Fragile Firsts
Austyn sat up in bed organizing her lovies who were joining us for the night. Turtle-Turtle, Rocky Bear, Dumbo, Puff Puff, and her newest acquisitions from an extended family exchange--Katty and Dog -- were neatly lined up on and around the pillows that formed a retaining wall on the far side of the bed. “You hafta be good,” she whispered to them. “Santa is seeing who’s nice and naughty and he’s coming in his sleighhhhhhh!” The last word taking off like a team of reindeer from the roof, its one syllable stretched to capacity inside a whisper-shriek. I was laying with my back to her, feigning sleep while cataloguing every single word as the Times Square Ticker in my head ran around and around exclaiming, “It doesn’t get better than this.”
Then she snuggled up behind me, cupped her hands around my ear and whispered, “GG, Santa is bringing you a huge rainbow present. You’ve been so good.” I rolled over trying to make my eyebrows escalate to the top of my forehead like hers, then we hugged and kicked our feet in unison as the covers flew off the bed. All my pea-sized brain could think was, “Please don’t let this end.”
I was as happy as any mortal can be. And yet I was sort of sparring with sad.
I squeezed my eyes and tried to put it in a place where the feel of it couldn’t leak out. I wanted to remember it all. How she smelled. How her eyes danced. How her hair looked curling out from under the Santa cap she’d worn to bed. I wanted to remember her voice and her tiny teeth and the way her mind would not stop racing over, under, around, and through this idea of a chubby guy in a red suit with a huge white beard and a sack full of toys.

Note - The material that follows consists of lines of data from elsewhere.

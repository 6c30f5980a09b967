//! History event types

use chrono::{DateTime, Utc};
use serde::{Deserialize, Serialize};

use super::{Attributes, Fields};

/// A project history event (a finished execution report)
#[derive(Debug, Clone, PartialEq, Eq, Serialize, Deserialize)]
pub struct Event {
    pub title: Option<String>,
    pub status: Option<String>,
    pub summary: Option<String>,
    pub user: Option<String>,
    pub project: Option<String>,
    pub date_started: DateTime<Utc>,
    pub date_ended: DateTime<Utc>,
    /// Attributes of the `job` reference, when the event belongs to a job
    pub job: Option<Attributes>,
    /// Attributes of the `execution` reference
    pub execution: Option<Attributes>,
    /// Per-node outcome counts
    pub node_summary: Option<Attributes>,
    #[serde(default, skip_serializing_if = "Fields::is_empty")]
    pub extra: Fields,
}
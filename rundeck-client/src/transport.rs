//! HTTP transport
//!
//! The client talks to the server through the [`Transport`] trait so that the
//! request/response plumbing can be replaced in tests. [`HttpTransport`] is the
//! reqwest-backed implementation used in production.

use async_trait::async_trait;
use reqwest::header::{CONTENT_TYPE, HeaderMap, HeaderName, HeaderValue};
use reqwest::multipart::{Form, Part};
use reqwest::{Client, StatusCode};
use tracing::{debug, info};

use rundeck_core::dto::Params;

use crate::config::{Auth, ClientConfig};
use crate::error::{ClientError, Result};

const XML_WRAPPER_HEADER: HeaderName =
    HeaderName::from_static("x-rundeck-api-xml-response-wrapper");
const AUTH_TOKEN_HEADER: HeaderName = HeaderName::from_static("x-rundeck-auth-token");

#[derive(Debug, Clone, Copy, PartialEq, Eq)]
pub enum Method {
    Get,
    Post,
    Delete,
}

impl Method {
    fn as_reqwest(&self) -> reqwest::Method {
        match self {
            Method::Get => reqwest::Method::GET,
            Method::Post => reqwest::Method::POST,
            Method::Delete => reqwest::Method::DELETE,
        }
    }
}

/// Request body
#[derive(Debug, Clone, PartialEq, Eq)]
pub enum RequestBody {
    Empty,
    /// URL-encoded form fields
    Form(Params),
    /// XML document
    Xml(String),
    /// Single text part uploaded as a file
    Multipart { field: String, content: String },
}

/// A request against the versioned API root
#[derive(Debug, Clone, PartialEq, Eq)]
pub struct ApiRequest {
    pub method: Method,
    /// Path relative to `/api/{version}/`
    pub path: String,
    pub query: Params,
    pub body: RequestBody,
    pub headers: Vec<(String, String)>,
}

impl ApiRequest {
    pub fn new(method: Method, path: impl Into<String>) -> Self {
        Self {
            method,
            path: path.into(),
            query: Params::new(),
            body: RequestBody::Empty,
            headers: Vec::new(),
        }
    }

    pub fn get(path: impl Into<String>) -> Self {
        Self::new(Method::Get, path)
    }

    pub fn post(path: impl Into<String>) -> Self {
        Self::new(Method::Post, path)
    }

    pub fn delete(path: impl Into<String>) -> Self {
        Self::new(Method::Delete, path)
    }

    pub fn with_query(mut self, query: Params) -> Self {
        self.query = query;
        self
    }

    pub fn with_body(mut self, body: RequestBody) -> Self {
        self.body = body;
        self
    }

    pub fn with_header(mut self, name: impl Into<String>, value: impl Into<String>) -> Self {
        self.headers.push((name.into(), value.into()));
        self
    }
}

/// Status and body of an HTTP response
#[derive(Debug, Clone, PartialEq, Eq)]
pub struct RawResponse {
    pub status: u16,
    pub body: String,
}

impl RawResponse {
    pub fn new(status: u16, body: impl Into<String>) -> Self {
        Self {
            status,
            body: body.into(),
        }
    }

    pub fn is_success(&self) -> bool {
        (200..300).contains(&self.status)
    }
}

/// Executes API requests
#[async_trait]
pub trait Transport: Send + Sync {
    async fn execute(&self, request: ApiRequest) -> Result<RawResponse>;
}

/// reqwest-backed transport holding an authenticated session
#[derive(Debug, Clone)]
pub struct HttpTransport {
    client: Client,
    api_root: String,
}

impl HttpTransport {
    /// Build the HTTP session and authenticate
    ///
    /// Token auth is sent as a header on every request; password auth performs
    /// a form login and relies on the session cookie afterwards.
    pub async fn connect(config: &ClientConfig) -> Result<Self> {
        config.validate()?;

        let mut headers = HeaderMap::new();
        headers.insert(XML_WRAPPER_HEADER, HeaderValue::from_static("true"));
        if let Some(Auth::Token(token)) = &config.auth {
            let mut value = HeaderValue::from_str(token).map_err(|_| {
                ClientError::InvalidConfig("API token contains invalid characters".to_string())
            })?;
            value.set_sensitive(true);
            headers.insert(AUTH_TOKEN_HEADER, value);
        }

        let client = Client::builder()
            .default_headers(headers)
            .cookie_store(true)
            .danger_accept_invalid_certs(!config.verify_cert)
            .timeout(config.request_timeout)
            .build()?;

        let transport = Self {
            client,
            api_root: config.api_root(),
        };

        if let Some(Auth::Password { username, password }) = &config.auth {
            transport
                .login(&config.base_url(), username, password)
                .await?;
        }

        Ok(transport)
    }

    async fn login(&self, base_url: &str, username: &str, password: &str) -> Result<()> {
        let url = format!("{}/j_security_check", base_url);
        debug!("Logging in to {} as {}", base_url, username);

        let response = self
            .client
            .post(&url)
            .form(&[("j_username", username), ("j_password", password)])
            .send()
            .await?;

        let landed = response.url().path().to_string();
        if landed.contains("/user/error")
            || landed.contains("/user/login")
            || response.status() != StatusCode::OK
        {
            return Err(ClientError::Authentication(format!(
                "login as {} was rejected",
                username
            )));
        }

        info!("Authenticated to {} as {}", base_url, username);
        Ok(())
    }
}

#[async_trait]
impl Transport for HttpTransport {
    async fn execute(&self, request: ApiRequest) -> Result<RawResponse> {
        let url = format!("{}/{}", self.api_root, request.path.trim_start_matches('/'));

        let mut builder = self
            .client
            .request(request.method.as_reqwest(), &url)
            .query(&request.query);

        for (name, value) in &request.headers {
            let name = HeaderName::from_bytes(name.as_bytes())
                .map_err(|_| ClientError::InvalidRequest(format!("Invalid header name: {}", name)))?;
            builder = builder.header(name, value.as_str());
        }

        builder = match request.body {
            RequestBody::Empty => builder,
            RequestBody::Form(fields) => builder.form(&fields),
            RequestBody::Xml(document) => builder
                .header(CONTENT_TYPE, "application/xml")
                .body(document),
            RequestBody::Multipart { field, content } => {
                let part = Part::text(content).file_name(field.clone());
                builder.multipart(Form::new().part(field, part))
            }
        };

        let response = builder.send().await?;
        let status = response.status().as_u16();
        let body = response.text().await?;

        Ok(RawResponse { status, body })
    }
}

She was swimming in the anticipatory thrill of the season-- busy elves…flying reindeer…Jingle Bells….snowmen (if only on TV and in blow-up form in neighbors’ yards)…sugar cookies with purple icing…CHRISTMAS LIGHTS!
This is the wonder year. The one and only Christmas, Austyn will ever be two. Santa (the good Lord willing) will come back— and he’ll keep coming— and she will believe for years. But it won’t ever be like this again. For the first time, Christmas is a thing. Santa is a man and flying reindeer and elves that live on shelves somehow make perfect sense. The magic poured down on her like hurricane rain and she romped in the make-believe puddles as all she couldn’t absorb pooled around her feet. With my golden ticket, I watched wistfully, glad to be granted the privilege of a ride on her “aha.”
Discovery moments are the moments that come with no constraints.
Early in my coaching career, I asked a peer who’d been there many times, “What’s the best part of going to the Final Four?”
“The second you realize you get to go,” he said.
It sounded ridiculous. But he wasn’t wrong.
There were eleven minutes and some change left to play against Colorado when I looked up at the neon scoreboard suspended above half court in Boise, Idaho and knew. It was an “it-doesn’t-get-better-than-this” moment. Our horses were running and the Buffaloes couldn’t catch us. I knew we were going to the Final Four.
Tons of amazing stuff followed. Hugs, hats, nets, trophies, police escorts, record crowds. But nothing that happened after, ever eclipsed the instant I figured it out. And almost as soon as I grasped it, I could feel it slipping away.
That’s part of the juju, I suppose. Firsts burn so hot you can’t really hold them in your hands.
We carry buckets of memories of our firsts around with us in time capsules. The first time we drove a car solo. The first time we served an ace. The first time we got in a fight. The first time we flew in a plane. The first time we saw the ocean. The first time we made love. They live in mental drawers where they don’t turn sepia, nor do they grow stale. From there they tease us with their “firstness.” They have cornered rarified air.
Hence my happy-sad. The stubborn glorious innocence of discovery is unrepeatable. As clearly as I can see it, I know it changes shape.
I tried with every inch of my sinew to put Austyn’s awe in a bag. I hoarded every facial expression. Every gasp. Every one-finger touch of the ornaments on the tree. Every, “GG LOOK! It’s Santa!” Enthusiastically, I accepted every invitation into her wonderland. Her uninhibited awareness was far too big to keep to herself.
As she ripped into her first package on Christmas morning, she exclaimed, “LOOK guys, LOOK!”
Her mom volleyed back, “Whoa! What IS it?”
To which Austyn replied without missing a beat, her bewilderment still at a ten out of ten, “I don’t know, but LOOK!”
I yearn for her abandon, the kind that gets hard to get to under layers of living years. But my gloves are tightly laced. I’m fighting to be in the moment while fighting to not let it go. The egg doesn’t easily separate from its yolk. Maybe the two are supposed to live together—the awe and the ache. Maybe the fact that we can’t make it last is what makes it so precious as it’s happening. Maybe bliss and torment are more like twins than distant cousins.
Regardless, I greet it all with open arms, grateful to be reminded that little can compare to the fundamental, fantastic, fragility of firsts.